The attack was not only a direct assault against America in particular but against liberal democracy, freedom and humanity in general. There can be no moral justification for the heartless cold-blooded attack. Only individuals imbued with a totalitarian anti-human worldview would find ways, language, to justify murder. The vast majority of us can't.  It's a form of sophistry intended to deceive. Ideologies that operate on redemption through revolution or murder as a necessary means to gain reward for a better life in another world (after-life) are contrary to the ideals of democracy, individual liberty and the pursuit of happiness.

Today and in the next week, many stories, articles and tributes will be written and published in various forms—some eloquent, some hard, some ideological, some poetic.  What I take way from the events of ten years ago is the importance and value of democracy, freedom, individual dignity and applying the laws of the land equally to all persons. It's true that I worry about democracy in America, albeit less so today than a few years ago, and I have written as much in this medium.

Even so, I worry because I consider myself a friend of America and democracy is by nature a fragile institution.

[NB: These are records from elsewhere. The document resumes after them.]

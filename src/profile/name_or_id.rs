//! Rendering of a profile reference target.

use core::fmt::{self, Write};

use crate::format::FormatSettings;
use crate::quoting::{write_back_quoted, write_quoted_string};

/// Write a profile reference target: `` `name` `` or `ID('id')`.
///
/// Only the `ID` keyword is highlighted; the quoted part never is.
///
/// # Errors
///
/// Returns an error if the sink fails.
pub fn format_profile_name_or_id<W: Write>(
    name: &str,
    is_id: bool,
    settings: FormatSettings,
    out: &mut W,
) -> fmt::Result {
    if is_id {
        settings.write_keyword("ID", out)?;
        out.write_char('(')?;
        write_quoted_string(name, out)?;
        out.write_char(')')
    } else {
        write_back_quoted(name, out)
    }
}

#[cfg(test)]
mod tests {
    use super::*;
    use alloc::string::String;

    fn render(name: &str, is_id: bool, settings: FormatSettings) -> String {
        let mut out = String::new();
        format_profile_name_or_id(name, is_id, settings, &mut out).unwrap();
        out
    }

    #[test]
    fn test_name() {
        assert_eq!(render("default", false, FormatSettings::default()), "`default`");
        assert_eq!(
            render("default", false, FormatSettings::highlighted()),
            "`default`"
        );
    }

    #[test]
    fn test_id() {
        assert_eq!(render("123", true, FormatSettings::default()), "ID('123')");
        assert_eq!(
            render("123", true, FormatSettings::highlighted()),
            "\x1b[1mID\x1b[0m('123')"
        );
    }

    #[test]
    fn test_id_escapes_quote() {
        assert_eq!(render("a'b", true, FormatSettings::default()), "ID('a\\'b')");
    }
}
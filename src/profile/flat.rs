//! The flat, two-target shape in which parsers usually hand over an element.

use alloc::string::String;

use super::element::{ProfileElement, ProfileReference, SettingConstraint};
use super::writability::Writability;
use crate::field::Field;

/// A profile element with both possible targets as independent fields.
///
/// Nothing stops a producer from filling in both `parent_profile` and
/// `setting_name`, or neither. Lowering into [`ProfileElement`] settles that:
/// a non-empty `parent_profile` makes a reference and every constraint field
/// is dropped; otherwise the element is a constraint on `setting_name`, which
/// may itself be empty.
#[derive(Debug, Clone, Default, PartialEq)]
#[cfg_attr(feature = "serde", derive(serde::Serialize, serde::Deserialize))]
#[cfg_attr(feature = "serde", serde(default))]
pub struct FlatProfileElement {
    /// Parent profile name or ID.
    pub parent_profile: String,
    /// Whether `parent_profile` is an ID.
    pub id_mode: bool,
    /// Write `INHERIT` instead of `PROFILE`.
    pub use_inherit_keyword: bool,
    /// Constrained setting name.
    pub setting_name: String,
    /// Value assigned to the setting.
    pub value: Option<Field>,
    /// Lower bound.
    pub min_value: Option<Field>,
    /// Upper bound.
    pub max_value: Option<Field>,
    /// Writability mode.
    pub writability: Option<Writability>,
}

impl From<FlatProfileElement> for ProfileElement {
    fn from(flat: FlatProfileElement) -> Self {
        if !flat.parent_profile.is_empty() {
            return ProfileElement::Reference(ProfileReference {
                name: flat.parent_profile,
                id_mode: flat.id_mode,
                use_inherit_keyword: flat.use_inherit_keyword,
            });
        }
        ProfileElement::Constraint(SettingConstraint {
            name: flat.setting_name,
            value: flat.value,
            min_value: flat.min_value,
            max_value: flat.max_value,
            writability: flat.writability,
        })
    }
}

impl From<ProfileElement> for FlatProfileElement {
    fn from(element: ProfileElement) -> Self {
        match element {
            ProfileElement::Reference(reference) => Self {
                parent_profile: reference.name,
                id_mode: reference.id_mode,
                use_inherit_keyword: reference.use_inherit_keyword,
                ..Self::default()
            },
            ProfileElement::Constraint(constraint) => Self {
                setting_name: constraint.name,
                value: constraint.value,
                min_value: constraint.min_value,
                max_value: constraint.max_value,
                writability: constraint.writability,
                ..Self::default()
            },
        }
    }
}

#[cfg(feature = "testing")]
mod arbitrary_impl {
    use super::FlatProfileElement;
    use arbitrary::{Arbitrary, Unstructured};

    impl<'a> Arbitrary<'a> for FlatProfileElement {
        fn arbitrary(u: &mut Unstructured<'a>) -> arbitrary::Result<Self> {
            Ok(Self {
                parent_profile: u.arbitrary()?,
                id_mode: u.arbitrary()?,
                use_inherit_keyword: u.arbitrary()?,
                setting_name: u.arbitrary()?,
                value: u.arbitrary()?,
                min_value: u.arbitrary()?,
                max_value: u.arbitrary()?,
                writability: u.arbitrary()?,
            })
        }
    }
}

If we wish to maintain these values, we have to fight so to speak to ensure that they are maintained. The fight is equally important in words and actions, namely, that we live by the values of liberal democracy. Otherwise, the words lose their luster, their meaning, and we are all poorer for it.

We must not act in opposition to the values that we cherish. As Mr. Springsteen said in plain words, "Countries like people—it's easy to let the best of you slip away."

This Land is Your Land 
By Woody Gutherie
This land is your land, this land is my land
From California to the New York Island
From the Redwood Forest to the Gulf Stream waters
This land was made for you and me.
As I went walking that ribbon of highway
I saw above me that endless skyway
I saw below me that golden valley
This land was made for you and me.
I roamed and I rambled and I followed my footsteps
To the sparkling sands of her diamond deserts
While all around me a voice was sounding
This land was made for you and me.
When the sun came shining, and I was strolling
And the wheat fields waving and the dust clouds rolling
A voice was chanting, As the fog was lifting,
This land was made for you and me.

In the squares of the city,
In the shadow of a steeple;
By the relief office, I'd seen my people.
As they stood there hungry,
I stood there asking,Is this land made for you and me?
Chorus: This land is your land, this land is my land
From California to the New York Island
From the Redwood Forest to the Gulf Stream waters
This land was made for you and me.
There are also many other national versions of the song, including a Canadian one made popularized by Canadian folk music group The Travellers in 1955:
This land is your land, This land is my land,
From Bonavista, to Vancouver Island
From the Arctic Circle to the Great Lakes waters,
This land was made for you and me.
...and...
I roamed and I rambled,
And I followed my footsteps
To the fir-clad forests
Of our mighty mountains
And all around me
A voice was calling,
This land was made for you and me.
I remember singing it in elementary (or primary) school in the 1960s in different times, when I was a young boy. Idealistic. Hopeful. I remain cautiously hopeful. The melody has always stuck in my head.